For static defaults — system prompt, tools, inference opts — set them in init/1 directly rather than overriding start_link/1:

defmodule ResearchAgent do
  use Omni.Agent

  @impl Omni.Agent
  def init(state) do
    state = %{state |
      system: "You are a research assistant.",
      tools: [SearchTool.new(), FetchTool.new()]
    }
    {:ok, state}
  end
end

{:ok, agent} = ResearchAgent.start_link(
  model: {:anthropic, "claude-sonnet-4-6"}
)

Start options

Options for start_link/1 and start_link/2:

  • :model (required) — {provider_id, model_id} tuple or %Model{}
  • :system — system prompt string
  • :messages — initial %Message{} list. Must be empty or end with an :assistant message containing no %ToolUse{} blocks
  • :tools — list of %Tool{} structs
  • :private — initial private map (runtime state visible in callbacks via state.private). The :omni key is reserved for framework- injected context when running under Omni.Session — see Omni.Agent.State
  • :subscribe — if true, subscribes the caller to agent events
  • :subscribers — list of pids to subscribe to agent events
  • :tool_timeout — tool execution timeout. Either an integer in ms (applied to all tools) or a 1-arity function receiving the tool name and returning a timeout — the batch uses the maximum. Default 5_000
  • :opts — inference options passed to stream_text each step (:temperature, :max_tokens, :max_steps, etc.)
  • :name, :timeout, :hibernate_after, :spawn_opt, :debug — standard GenServer options

Events

Subscribers receive {:agent, pid, type, data} messages. Attach one or more via subscribe/1,2 (or the :subscribe / :subscribers start options). There are two categories:

Streaming events — forwarded from each LLM response as it arrives:

{:agent, pid, :text_start,     %{index: 0}}
{:agent, pid, :text_delta,     %{index: 0, delta: "Hello"}}
{:agent, pid, :text_end,       %{index: 0, content: %Text{}}}
{:agent, pid, :thinking_start, %{index: 0}}
{:agent, pid, :thinking_delta, %{index: 0, delta: "..."}}
{:agent, pid, :thinking_end,   %{index: 0, content: %Thinking{}}}
{:agent, pid, :tool_use_start, %{index: 1, id: "call_1", name: "search"}}
{:agent, pid, :tool_use_delta, %{index: 1, delta: "{\"q\":"}}
{:agent, pid, :tool_use_end,   %{index: 1, content: %ToolUse{}}}

Agent-level events — emitted by the agent at lifecycle boundaries:

{:agent, pid, :message,     %Message{}}                        # message appended to pending
{:agent, pid, :tool_result, %ToolResult{}}                     # tool executed, result available
{:agent, pid, :step,        %Response{}}                       # step complete, per-step response
{:agent, pid, :turn,        {:continue, %Response{}}}          # turn committed, next turn follows
{:agent, pid, :turn,        {:stop, %Response{}}}              # turn committed, agent idle
{:agent, pid, :pause,       {reason, %ToolUse{}}}              # waiting for tool decision
{:agent, pid, :retry,       reason}                            # non-terminal error, agent retrying
{:agent, pid, :error,       reason}                            # terminal error, agent goes idle
{:agent, pid, :cancelled,   %Response{stop_reason: :cancelled}} # cancel/1 invoked; pending discarded
{:agent, pid, :state,       %State{}}                          # set_state mutation applied
{:agent, pid, :status,      :idle | :busy | :paused}           # status transitioned

:message fires each time a message is appended to the in-flight pending queue — the initial user message, each assistant response after streaming completes, the tool-result user message after execution, and the continuation user message after {:continue, _, _}. It arrives after all streaming deltas for that message and before the next lifecycle event.
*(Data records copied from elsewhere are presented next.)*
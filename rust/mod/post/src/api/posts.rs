use axum::extract::{Extension, Path, Query, State};
use axum::http::StatusCode;
use axum::routing::{get, post, put};
use axum::{Json, Router};

use auth::model::Identity;
use board_core::{IdResponse, ListParams, ServiceError};

use crate::api::AppState;
use crate::model::{LikeState, PostInput, PostSummary, PostView};

pub fn public_routes() -> Router<AppState> {
    Router::new()
        .route("/posts", get(list_posts))
        .route("/post/{post_id}", get(get_post))
}

pub fn protected_routes() -> Router<AppState> {
    Router::new()
        .route("/post", post(create_post))
        .route("/post/{post_id}", put(update_post).delete(delete_post))
        .route("/post/{post_id}/like", post(toggle_like))
}

async fn list_posts(
    State(svc): State<AppState>,
    Query(params): Query<ListParams>,
) -> Result<Json<Vec<PostSummary>>, ServiceError> {
    Ok(Json(svc.list_posts(&params)?))
}

async fn get_post(
    State(svc): State<AppState>,
    Path(post_id): Path<String>,
) -> Result<Json<PostView>, ServiceError> {
    Ok(Json(svc.get_post(&post_id)?))
}

async fn create_post(
    State(svc): State<AppState>,
    Extension(identity): Extension<Identity>,
    Json(input): Json<PostInput>,
) -> Result<(StatusCode, Json<IdResponse>), ServiceError> {
    let created = svc.create_post(&identity, input)?;
    Ok((StatusCode::CREATED, Json(created)))
}

async fn update_post(
    State(svc): State<AppState>,
    Extension(identity): Extension<Identity>,
    Path(post_id): Path<String>,
    Json(input): Json<PostInput>,
) -> Result<Json<IdResponse>, ServiceError> {
    Ok(Json(svc.update_post(&identity, &post_id, input)?))
}

async fn delete_post(
    State(svc): State<AppState>,
    Extension(identity): Extension<Identity>,
    Path(post_id): Path<String>,
) -> Result<StatusCode, ServiceError> {
    svc.delete_post(&identity, &post_id)?;
    Ok(StatusCode::NO_CONTENT)
}

/// POST /post/{post_id}/like: toggles; the response says which way.
async fn toggle_like(
    State(svc): State<AppState>,
    Extension(identity): Extension<Identity>,
    Path(post_id): Path<String>,
) -> Result<Json<LikeState>, ServiceError> {
    Ok(Json(svc.toggle_post_like(&identity, &post_id)?))
}
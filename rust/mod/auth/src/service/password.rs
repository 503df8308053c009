//! Credential hashing: argon2id with a fresh random salt per call.

use std::sync::LazyLock;

use argon2::Argon2;
use password_hash::rand_core::OsRng;
use password_hash::{PasswordHash, PasswordHasher, PasswordVerifier, SaltString};

use crate::service::AuthError;

/// Stand-in hash checked when a login names no live member.
static DUMMY_HASH: LazyLock<String> =
    LazyLock::new(|| hash("board-no-such-member").unwrap_or_default());

#[cfg(test)]
thread_local! {
    pub(crate) static VERIFY_CALLS: std::cell::Cell<usize> = const { std::cell::Cell::new(0) };
}

/// Hash a secret into a PHC string.
pub fn hash(secret: &str) -> Result<String, AuthError> {
    if secret.is_empty() {
        return Err(AuthError::Validation("password must not be empty".into()));
    }
    let salt = SaltString::generate(&mut OsRng);
    Argon2::default()
        .hash_password(secret.as_bytes(), &salt)
        .map(|h| h.to_string())
        .map_err(|e| AuthError::Internal(format!("password hash failed: {}", e)))
}

/// Verify a secret against a stored hash.
///
/// Returns false on mismatch and on a hash that does not parse.
pub fn verify(secret: &str, hash: &str) -> bool {
    #[cfg(test)]
    VERIFY_CALLS.with(|calls| calls.set(calls.get() + 1));
    match PasswordHash::new(hash) {
        Ok(parsed) => Argon2::default()
            .verify_password(secret.as_bytes(), &parsed)
            .is_ok(),
        Err(_) => false,
    }
}

/// Run a full verify against the stand-in hash and discard the outcome.
///
/// Keeps an unknown-account login as slow as a wrong-password one.
pub fn verify_dummy(secret: &str) {
    let _ = verify(secret, &DUMMY_HASH);
}
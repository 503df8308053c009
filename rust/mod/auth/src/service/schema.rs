use board_sql::{SQLExec, SQLStore};

use crate::service::AuthError;

/// Initialize the SQLite schema for members.
pub fn init_schema(sql: &dyn SQLStore) -> Result<(), AuthError> {
    let statements = [
        "CREATE TABLE IF NOT EXISTS members (
            id TEXT PRIMARY KEY,
            email TEXT NOT NULL,
            password_hash TEXT NOT NULL,
            address TEXT NOT NULL,
            name TEXT NOT NULL,
            role TEXT NOT NULL DEFAULT 'USER',
            created_at TEXT NOT NULL,
            is_deleted INTEGER NOT NULL DEFAULT 0
        )",
        // Email is unique among live members only; a deleted member's
        // address can be registered again.
        "CREATE UNIQUE INDEX IF NOT EXISTS idx_members_email_live
            ON members(email) WHERE is_deleted = 0",
        "CREATE INDEX IF NOT EXISTS idx_members_created ON members(created_at)",
    ];

    for stmt in &statements {
        sql.exec(stmt, &[])?;
    }

    Ok(())
}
:step fires after each LLM request-response completes. The response's messages field always carries exactly [user, assistant] — the user message that prompted the step (the initial turn prompt, a continuation prompt, or a tool-result user message) and the assistant response.

:turn fires each time a turn completes and commits that turn's pending messages to state.messages. {:continue, response} means handle_turn/2 requested another turn — a continuation user message is appended and a new turn begins immediately. {:stop, response} means the agent is idle. A single prompt/3 therefore produces one :turn {:stop, _}, optionally preceded by any number of :turn {:continue, _} events; each event's response carries only the just-committed turn's messages and usage, not the cumulative across continuations.

:cancelled fires after cancel/1 with stop_reason: :cancelled — pending messages are discarded (state.messages unchanged). :error fires after handle_error/2 returns {:stop, state} — pending messages are discarded and the agent goes idle. :state fires after a successful set_state/2,3 call with the full new %State{}. :status fires on every lifecycle transition (:idle/:busy/:paused) and always precedes the derived event that caused the transition (e.g. :status :idle before :turn {:stop, _}). A simple chatbot (one step per prompt) sees :status :busy → :message(user) → :message(assistant) → :step → :status :idle → :turn {:stop, _}.

Tools and the agent loop

The agent manages its own tool execution loop, separate from the stateless loop used by generate_text/stream_text. This enables per-tool approval gates and pause/resume — capabilities that the stateless loop cannot support.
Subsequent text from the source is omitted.